First, to clear up any misconceptions, let us explain that “embedded finance” is the process of embedding financial services into non-financial platforms, making it easier for consumers to obtain financial products through regular digital interactions such as loans, insurance, and payments.
As consumer preferences shift towards easy, seamless experiences, and technology improves (especially via APIs), this integration is becoming more and more common.
Embedded finance is rapidly transforming the banking and finance industry by integrating financial processes directly into the digital platforms of non-financial businesses.
Therefore, making financial transactions simple and integrated not only improves the experience for consumers, but also creates new revenue streams for the companies that incorporate these financial services.
Embedded financing has the added benefit of building stronger relationships with customers by providing financial services when and where they need them, eliminating the need for separate banking transactions.
As expected, this trend is driven by smartphone penetration and developments in fintech, accelerating the digitalization of commerce and customer comfort with the use of digital services for financial transactions.

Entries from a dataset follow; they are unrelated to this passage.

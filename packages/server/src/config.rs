//! Server configuration.
//!
//! The embedded `config/default.toml` is used unless `PARKING_FINDER_CONFIG`
//! names another file. `BIND_ADDR`, `PORT`, `MODEL_PATH`, and `DATABASE_URL`
//! then override the matching settings.

use std::path::PathBuf;
use std::time::Duration;

use parking_finder_parking_models::{DEFAULT_CANDIDATE_LIMIT, DEFAULT_RADIUS_METERS};
use parking_finder_pipeline::PipelineSettings;
use parking_finder_predict::time::{self, TimeError};
use parking_finder_source::SourceError;
use parking_finder_source::memory::MemorySourceConfig;
use parking_finder_source::open_data::OpenDataConfig;
use serde::Deserialize;

/// Embedded default configuration.
const DEFAULT_CONFIG: &str = include_str!("../../../config/default.toml");

/// Environment variable naming an alternative configuration file.
pub const CONFIG_PATH_VAR: &str = "PARKING_FINDER_CONFIG";

/// Errors from loading configuration or building what it describes.
#[derive(Debug, thiserror::Error)]
pub enum ConfigError {
    /// Reading the configuration file failed.
    #[error("I/O error: {0}")]
    Io(#[from] std::io::Error),

    /// The configuration is not valid TOML for [`ServerConfig`].
    #[error("TOML parse error: {0}")]
    Toml(#[from] toml::de::Error),

    /// The configured timezone is unknown.
    #[error(transparent)]
    Time(#[from] TimeError),

    /// A configured source could not be built.
    #[error("Source error: {0}")]
    Source(#[from] SourceError),

    /// The database could not be reached or migrated.
    #[error("Database error: {0}")]
    Database(#[from] parking_finder_database::DbError),

    /// The configuration is well-formed but unusable.
    #[error("Invalid configuration: {message}")]
    Invalid {
        /// Description of what went wrong.
        message: String,
    },
}

/// Complete server configuration.
#[derive(Debug, Clone, Deserialize)]
pub struct ServerConfig {
    /// Listener settings.
    #[serde(default)]
    pub server: ServerSection,
    /// Search parameters.
    #[serde(default)]
    pub search: SearchSection,
    /// Civil time settings.
    #[serde(default)]
    pub time: TimeSection,
    /// Classifier settings.
    pub model: ModelSection,
    /// Candidate and attribute source.
    pub source: SourceConfig,
    /// Live sensor source for the realtime endpoint.
    #[serde(default)]
    pub live: Option<SourceConfig>,
}

/// `[server]`
#[derive(Debug, Clone, Deserialize)]
pub struct ServerSection {
    /// Address to bind.
    #[serde(default = "default_bind_addr")]
    pub bind_addr: String,
    /// Port to listen on.
    #[serde(default = "default_port")]
    pub port: u16,
}

impl Default for ServerSection {
    fn default() -> Self {
        Self {
            bind_addr: default_bind_addr(),
            port: default_port(),
        }
    }
}

fn default_bind_addr() -> String {
    "127.0.0.1".to_string()
}

const fn default_port() -> u16 {
    8080
}

/// `[search]`
#[derive(Debug, Clone, Deserialize)]
pub struct SearchSection {
    /// Candidates per request.
    #[serde(default = "default_limit")]
    pub limit: usize,
    /// Search radius in meters.
    #[serde(default = "default_radius")]
    pub radius_m: f64,
    /// Maximum age of a live reading in seconds.
    #[serde(default = "default_freshness_secs")]
    pub freshness_secs: u64,
    /// Live readings requested per realtime query.
    #[serde(default = "default_live_limit")]
    pub live_limit: usize,
    /// Per-call upstream timeout in seconds.
    #[serde(default = "default_timeout_secs")]
    pub timeout_secs: u64,
}

impl Default for SearchSection {
    fn default() -> Self {
        Self {
            limit: default_limit(),
            radius_m: default_radius(),
            freshness_secs: default_freshness_secs(),
            live_limit: default_live_limit(),
            timeout_secs: default_timeout_secs(),
        }
    }
}

const fn default_limit() -> usize {
    DEFAULT_CANDIDATE_LIMIT
}

const fn default_radius() -> f64 {
    DEFAULT_RADIUS_METERS
}

const fn default_freshness_secs() -> u64 {
    60
}

const fn default_live_limit() -> usize {
    100
}

const fn default_timeout_secs() -> u64 {
    10
}

/// `[time]`
#[derive(Debug, Clone, Deserialize)]
pub struct TimeSection {
    /// IANA timezone name.
    #[serde(default = "default_zone")]
    pub zone: String,
}

impl Default for TimeSection {
    fn default() -> Self {
        Self {
            zone: default_zone(),
        }
    }
}

fn default_zone() -> String {
    "Australia/Melbourne".to_string()
}

/// `[model]`
#[derive(Debug, Clone, Deserialize)]
pub struct ModelSection {
    /// Path to the JSON classifier artifact.
    pub path: PathBuf,
    /// Name reported in `model_info`.
    pub name: String,
    /// Accuracy estimate reported in `model_info`.
    #[serde(default)]
    pub accuracy_estimate: Option<f64>,
    /// Default decision threshold.
    #[serde(default = "default_threshold")]
    pub threshold: f64,
}

const fn default_threshold() -> f64 {
    0.5
}

/// A data source, tagged by `type` in TOML.
#[derive(Debug, Clone, Deserialize)]
#[serde(tag = "type", rename_all = "snake_case")]
pub enum SourceConfig {
    /// City of Melbourne open data API.
    OpenData(OpenDataConfig),
    /// Local `GeoJSON` and JSON snapshot files.
    Memory(MemorySourceConfig),
    /// `PostGIS` database.
    Postgis {
        /// Connection URL; falls back to `DATABASE_URL`.
        #[serde(default)]
        database_url: Option<String>,
        /// Server-side statement timeout in seconds.
        #[serde(default = "default_statement_timeout_secs")]
        statement_timeout_secs: u64,
    },
}

const fn default_statement_timeout_secs() -> u64 {
    30
}

impl ServerConfig {
    /// Loads the configuration from `PARKING_FINDER_CONFIG` or the embedded
    /// default, then applies environment overrides.
    ///
    /// # Errors
    ///
    /// Returns [`ConfigError`] if the file cannot be read or parsed, or the
    /// result fails validation.
    pub fn load() -> Result<Self, ConfigError> {
        let text = match std::env::var(CONFIG_PATH_VAR) {
            Ok(path) => {
                log::info!("Loading configuration from {path}");
                std::fs::read_to_string(path)?
            }
            Err(_) => DEFAULT_CONFIG.to_string(),
        };

        let mut config = Self::from_toml(&text)?;
        config.apply_overrides(|name| std::env::var(name).ok());
        config.validate()?;
        Ok(config)
    }

    /// Parses a configuration document.
    ///
    /// # Errors
    ///
    /// Returns [`ConfigError::Toml`] if the document is invalid.
    pub fn from_toml(text: &str) -> Result<Self, ConfigError> {
        Ok(toml::from_str(text)?)
    }

    /// Applies `BIND_ADDR`, `PORT`, `MODEL_PATH`, and `DATABASE_URL` as
    /// returned by `lookup`. Unparseable ports are ignored with a warning.
    pub fn apply_overrides(&mut self, lookup: impl Fn(&str) -> Option<String>) {
        if let Some(bind_addr) = lookup("BIND_ADDR") {
            self.server.bind_addr = bind_addr;
        }
        if let Some(port) = lookup("PORT") {
            match port.parse() {
                Ok(port) => self.server.port = port,
                Err(e) => log::warn!("Ignoring PORT={port}: {e}"),
            }
        }
        if let Some(path) = lookup("MODEL_PATH") {
            self.model.path = PathBuf::from(path);
        }
        if let Some(url) = lookup("DATABASE_URL") {
            for source in std::iter::once(&mut self.source).chain(self.live.as_mut()) {
                if let SourceConfig::Postgis { database_url, .. } = source {
                    *database_url = Some(url.clone());
                }
            }
        }
    }

    /// Checks cross-field constraints.
    ///
    /// # Errors
    ///
    /// Returns [`ConfigError`] describing the first problem found.
    pub fn validate(&self) -> Result<(), ConfigError> {
        time::parse_zone(&self.time.zone)?;

        let invalid = |message: &str| {
            Err(ConfigError::Invalid {
                message: message.to_string(),
            })
        };
        if !(0.0..=1.0).contains(&self.model.threshold) {
            return invalid("model.threshold must be within [0, 1]");
        }
        if !(self.search.radius_m.is_finite() && self.search.radius_m > 0.0) {
            return invalid("search.radius_m must be positive");
        }
        if self.search.limit == 0 {
            return invalid("search.limit must be at least 1");
        }
        if self.search.timeout_secs == 0 {
            return invalid("search.timeout_secs must be at least 1");
        }
        if matches!(self.live, Some(SourceConfig::Postgis { .. })) {
            return invalid("live source cannot be postgis");
        }
        Ok(())
    }

    /// Pipeline settings derived from `[search]` and `[time]`.
    ///
    /// # Errors
    ///
    /// Returns [`ConfigError::Time`] if the timezone is unknown.
    pub fn pipeline_settings(&self) -> Result<PipelineSettings, ConfigError> {
        Ok(PipelineSettings {
            limit: self.search.limit,
            radius_m: self.search.radius_m,
            freshness: Duration::from_secs(self.search.freshness_secs),
            live_limit: self.search.live_limit,
            timeout: Duration::from_secs(self.search.timeout_secs),
            zone: time::parse_zone(&self.time.zone)?,
        })
    }
}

Global embedded finance market growth forecast. Source: grandviewresearch.com.
All things considered, embedded finance will continue to expand, potentially changing the way financial services are delivered and ushering in a new era of financial engagement in the digital consumer journey.
In fact, this connectivity has the potential to completely transform one-stop financial shopping by providing customers with a seamless and user-friendly experience.
It is easy to see that embedded finance offers a variety of benefits across various industries related to business and customer interactions, greatly improving the convenience of one-stop financial purchasing.
Embedded Finance market share across various industries. Source: grandviewresearch.com.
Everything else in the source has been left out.